Sometimes I just don’t know how I get myself in such a mess. Each weekend starts with grand plans for exciting ideas for lunch; all planned in to use everything up in the fridge, easy to make and delicious too. Yet somehow I never get past the ideas stage. I just somehow think that all this food will appear in my kitchen and I’ll sail through the week with something different for lunch each day. You can imagine my surprise every lunch time when I’m greeted with the same old sandwich, and sometimes in moments of absent bread desperation, cereal at work.
When Philadelphia asked if I would like to try out their new whipped soft cheeses I thought this was an ideal opportunity to force me to try out some new lunchtime recipes. Three flavours of soft cheese meant three different lunches for me in one week; almost too much excitement.
Lunch 1: Original with Cucumber, Dill and Rocket on Soda Bread
I did think about smoked salmon and cream cheese as it’s such a classic but I wanted to stick to a vegetarian lunch so I just had everything but the salmon. It was nice to chop the cucumber in the morning and assemble everything at lunch to prevent dreaded soggy bread. I liked this one, it was clean and fresh.
Lunch 2: Garlic and Herb Wrap with Speck and Rocket
As I hardly ever eat wraps I thought I’d give them a go for lunch. Wrapping this up tightly in clingfilm was crucial to prevent the whole lot unravelling in the fridge. The faint garlic and herb was really good with the smoky speck and peppery rocket. I only had one wrap but it was surprisingly filling.
Lunch 3: Olive with Tomatoes on Seed Crackers
This was an ‘assemble at work’ lunch so that the crackers remained crisp, although they did break up into many pieces during the walk to work. Never mind. It was good that the olives in the cream cheese were diced quite small so that you got a piece with almost every mouthful. The tomatoes I had were really ripe and sweet which was really nice with the salty olives and toasted seeds on the crackers.
I liked the challenge of making something different for work each day and now we’re coming into the winter season I think some weekend soup cooking will serve me well.

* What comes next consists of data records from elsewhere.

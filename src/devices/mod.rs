//! Hardware collaborators driven by the adapter.
//!
//! Each trait is the smallest surface the platform needs from the real
//! device. Methods that talk to hardware return [`DeviceError`] so failures
//! from a driver surface through the platform error unchanged.

mod error;
mod sim;

pub use error::DeviceError;
pub use sim::{
    MotorState, MountState, PortState, SimulatedGuidePort, SimulatedMotor, SimulatedMount,
};

use crate::guide::GuideDirection;

/// The alt-az mount riding on the platform.
pub trait Mount: Send {
    fn set_connected(&mut self, _connected: bool) -> Result<(), DeviceError> {
        Ok(())
    }
    fn site_latitude(&self) -> Result<f64, DeviceError>;
    fn site_longitude(&self) -> Result<f64, DeviceError>;
    /// Local sidereal time in hours.
    fn sidereal_time(&self) -> Result<f64, DeviceError>;
    /// Hours.
    fn right_ascension(&self) -> Result<f64, DeviceError>;
    /// Degrees.
    fn declination(&self) -> Result<f64, DeviceError>;
    fn sync_to_coordinates(&mut self, ra_hours: f64, dec_deg: f64) -> Result<(), DeviceError>;
    fn set_tracking(&mut self, tracking: bool) -> Result<(), DeviceError>;
}

/// The single ST4-style guide output shared by both physical axes.
pub trait PulseGuidePort: Send {
    fn set_connected(&mut self, _connected: bool) -> Result<(), DeviceError> {
        Ok(())
    }
    fn can_pulse_guide(&self) -> Result<bool, DeviceError> {
        Ok(true)
    }
    fn pulse_guide(&mut self, direction: GuideDirection, duration_ms: u32)
        -> Result<(), DeviceError>;
    fn is_guiding(&self) -> Result<bool, DeviceError>;
}

/// Switch channel that engages the platform drive.
pub trait PlatformMotor: Send {
    fn set_connected(&mut self, _connected: bool) -> Result<(), DeviceError> {
        Ok(())
    }
    fn set_engaged(&mut self, engaged: bool) -> Result<(), DeviceError>;
}

/// The connected rig: one mount, one guide port and an optional motor switch.
pub struct Devices {
    pub mount: Box<dyn Mount>,
    pub port: Box<dyn PulseGuidePort>,
    pub motor: Option<Box<dyn PlatformMotor>>,
}

impl Devices {
    pub fn new(mount: Box<dyn Mount>, port: Box<dyn PulseGuidePort>) -> Self {
        Self {
            mount,
            port,
            motor: None,
        }
    }

    pub fn with_motor(mut self, motor: Box<dyn PlatformMotor>) -> Self {
        self.motor = Some(motor);
        self
    }

    /// Without a motor switch the platform drive is operated by hand.
    pub fn engage_motor(&mut self, engaged: bool) -> Result<(), DeviceError> {
        if let Some(motor) = self.motor.as_mut() {
            motor.set_engaged(engaged)?;
        }
        Ok(())
    }

    /// Connects mount, motor and guide port, rolling back on failure.
    pub fn connect(&mut self) -> Result<(), DeviceError> {
        self.mount.set_connected(true)?;

        if let Some(motor) = self.motor.as_mut() {
            if let Err(e) = motor.set_connected(true) {
                log::warn!("Motor connection failed, releasing mount: {}", e);
                let _ = self.mount.set_connected(false);
                return Err(e);
            }
        }

        if let Err(e) = self.connect_port() {
            log::warn!("Guide port connection failed, releasing mount and motor: {}", e);
            if let Some(motor) = self.motor.as_mut() {
                let _ = motor.set_connected(false);
            }
            let _ = self.mount.set_connected(false);
            return Err(e);
        }
        Ok(())
    }

    /// Leaves the port disconnected on any failure.
    fn connect_port(&mut self) -> Result<(), DeviceError> {
        self.port.set_connected(true)?;
        let can_guide = match self.port.can_pulse_guide() {
            Ok(can_guide) => can_guide,
            Err(e) => {
                let _ = self.port.set_connected(false);
                return Err(e);
            }
        };
        if !can_guide {
            let _ = self.port.set_connected(false);
            return Err(DeviceError::Unsupported("pulse guiding"));
        }
        Ok(())
    }

    /// Best effort: disconnect failures are logged and ignored.
    pub fn disconnect(&mut self) {
        if let Err(e) = self.mount.set_connected(false) {
            log::warn!("Mount disconnect failed: {}", e);
        }
        if let Some(motor) = self.motor.as_mut() {
            if let Err(e) = motor.set_connected(false) {
                log::warn!("Motor disconnect failed: {}", e);
            }
        }
        if let Err(e) = self.port.set_connected(false) {
            log::warn!("Guide port disconnect failed: {}", e);
        }
    }
}

#[cfg(test)]
mod tests {
    use super::*;
    use crate::geometry::Site;

    /// A guide port whose driver cannot be opened.
    struct UnreachablePort;

    impl PulseGuidePort for UnreachablePort {
        fn set_connected(&mut self, _connected: bool) -> Result<(), DeviceError> {
            Err(DeviceError::Failed("port unavailable".to_string()))
        }
        fn pulse_guide(&mut self, _: GuideDirection, _: u32) -> Result<(), DeviceError> {
            Err(DeviceError::NotConnected)
        }
        fn is_guiding(&self) -> Result<bool, DeviceError> {
            Err(DeviceError::NotConnected)
        }
    }

    fn mount() -> SimulatedMount {
        SimulatedMount::new(
            Site {
                latitude_deg: 34.0,
                longitude_deg: -118.0,
            },
            10.0,
            20.0,
        )
    }

    #[test]
    fn test_failed_port_connect_releases_mount_and_motor() {
        let mount = mount();
        let motor = SimulatedMotor::new();
        let mut devices = Devices::new(Box::new(mount.clone()), Box::new(UnreachablePort))
            .with_motor(Box::new(motor.clone()));

        let result = devices.connect();
        assert!(matches!(result, Err(DeviceError::Failed(_))));
        assert!(!mount.state().connected);
        assert!(!motor.state().connected);
    }

    #[test]
    fn test_port_without_guiding_releases_everything() {
        let clock = std::sync::Arc::new(crate::platform::ManualClock::new());
        let mount = mount();
        let motor = SimulatedMotor::new();
        let port = SimulatedGuidePort::new(clock);
        port.set_can_pulse_guide(false);
        let mut devices = Devices::new(Box::new(mount.clone()), Box::new(port.clone()))
            .with_motor(Box::new(motor.clone()));

        assert!(matches!(
            devices.connect(),
            Err(DeviceError::Unsupported(_))
        ));
        assert!(!mount.state().connected);
        assert!(!motor.state().connected);
        assert!(!port.state().connected);
    }
}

I don’t normally have cream cheese in the kitchen but I did find it easier to think of a lunch with it available as it’s sort of a two in one; I don’t need butter and cheese, I can just use cream cheese. If I bought some more I think it would spur me on to have more interesting lunches; no bad thing.
Thanks to Philadelphia. I was reimbursed for the ingredients I used. All opinions expressed are my own.